**AVAILABLE RECORDS:**
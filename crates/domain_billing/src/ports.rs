//! Billing domain ports
//!
//! `BillingStore` defines the CRUD surface the billing domain needs from
//! its backing store. Writes are last-writer-wins upserts; the store
//! carries no version field and performs no optimistic-concurrency check.

use async_trait::async_trait;
use chrono::NaiveDate;

use core_kernel::{
    BillableItemId, DocumentId, DomainPort, Money, PortError, ProjectId, PurchaseOrderId,
};

use crate::item::{Attribution, BillableItem, InvoiceType, ItemStatus};
use crate::purchase_order::PurchaseOrder;

/// Request for creating a billable item
///
/// `purchase_order_id` is optional in the type but required by the
/// service: creation without a selected PO fails with
/// `MissingPurchaseOrder` before any other check runs.
#[derive(Debug, Clone)]
pub struct CreateBillableItemRequest {
    pub project_id: ProjectId,
    pub name: String,
    pub invoice_type: InvoiceType,
    pub amount: Money,
    pub start_date: NaiveDate,
    pub end_date: NaiveDate,
    pub purchase_order_id: Option<PurchaseOrderId>,
    /// Administrative creates may enter the workflow at any status
    pub status: Option<ItemStatus>,
    pub invoice_number: Option<String>,
    pub invoice_date: Option<NaiveDate>,
    pub payment_date: Option<NaiveDate>,
    pub proposal_document: Option<DocumentId>,
    pub invoice_document: Option<DocumentId>,
    pub attribution: Attribution,
}

/// Request for updating a billable item
///
/// Fields left as `None` keep their current value. A PO must be selected
/// for the edit to save: either re-supplied here or already present on
/// the item.
#[derive(Debug, Clone, Default)]
pub struct UpdateBillableItemRequest {
    pub name: Option<String>,
    pub invoice_type: Option<InvoiceType>,
    pub status: Option<ItemStatus>,
    pub amount: Option<Money>,
    pub start_date: Option<NaiveDate>,
    pub end_date: Option<NaiveDate>,
    pub purchase_order_id: Option<PurchaseOrderId>,
    pub invoice_number: Option<String>,
    pub invoice_date: Option<NaiveDate>,
    pub payment_date: Option<NaiveDate>,
    pub proposal_document: Option<DocumentId>,
    pub invoice_document: Option<DocumentId>,
    pub attribution: Option<Attribution>,
}

/// Request for creating a purchase order
#[derive(Debug, Clone)]
pub struct CreatePurchaseOrderRequest {
    pub project_id: ProjectId,
    pub name: String,
    pub po_number: String,
    pub po_value: Money,
    pub end_date: Option<NaiveDate>,
    pub document: Option<DocumentId>,
}

/// Request for updating a purchase order
///
/// Edits apply to the PO record only; items that already copied this PO's
/// number and end date keep their saved values (copy-on-select).
#[derive(Debug, Clone, Default)]
pub struct UpdatePurchaseOrderRequest {
    pub name: Option<String>,
    pub po_number: Option<String>,
    pub po_value: Option<Money>,
    pub end_date: Option<NaiveDate>,
    pub document: Option<DocumentId>,
}

/// Port trait for billing persistence
#[async_trait]
pub trait BillingStore: DomainPort {
    // Billable items

    /// Lists all billable items
    async fn list_items(&self) -> Result<Vec<BillableItem>, PortError>;

    /// Retrieves an item by id, or `PortError::NotFound`
    async fn get_item(&self, id: BillableItemId) -> Result<BillableItem, PortError>;

    /// Lists items owned by a project
    async fn items_for_project(&self, project_id: ProjectId)
        -> Result<Vec<BillableItem>, PortError>;

    /// Lists items whose copied `po_number` equals the given string
    ///
    /// Compatibility lookup for records without an id link.
    async fn items_for_po_number(&self, po_number: &str)
        -> Result<Vec<BillableItem>, PortError>;

    /// Persists a new item
    async fn create_item(&self, item: &BillableItem) -> Result<(), PortError>;

    /// Upserts an item record (last writer wins, no version check)
    async fn update_item(&self, item: &BillableItem) -> Result<(), PortError>;

    /// Removes an item record; no cascading side effects
    async fn delete_item(&self, id: BillableItemId) -> Result<(), PortError>;

    // Purchase orders

    /// Lists all purchase orders
    async fn list_purchase_orders(&self) -> Result<Vec<PurchaseOrder>, PortError>;

    /// Retrieves a purchase order by id, or `PortError::NotFound`
    async fn get_purchase_order(&self, id: PurchaseOrderId)
        -> Result<PurchaseOrder, PortError>;

    /// Lists purchase orders owned by a project
    async fn purchase_orders_for_project(
        &self,
        project_id: ProjectId,
    ) -> Result<Vec<PurchaseOrder>, PortError>;

    /// Persists a new purchase order
    async fn create_purchase_order(&self, po: &PurchaseOrder) -> Result<(), PortError>;

    /// Upserts a purchase order record
    async fn update_purchase_order(&self, po: &PurchaseOrder) -> Result<(), PortError>;

    /// Removes a purchase order record
    async fn delete_purchase_order(&self, id: PurchaseOrderId) -> Result<(), PortError>;
}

**PROMPT:** Work out how many lines of the data hold the string "BillableItemId". Reply with that number alone.

**TASK RESPONSE:** 3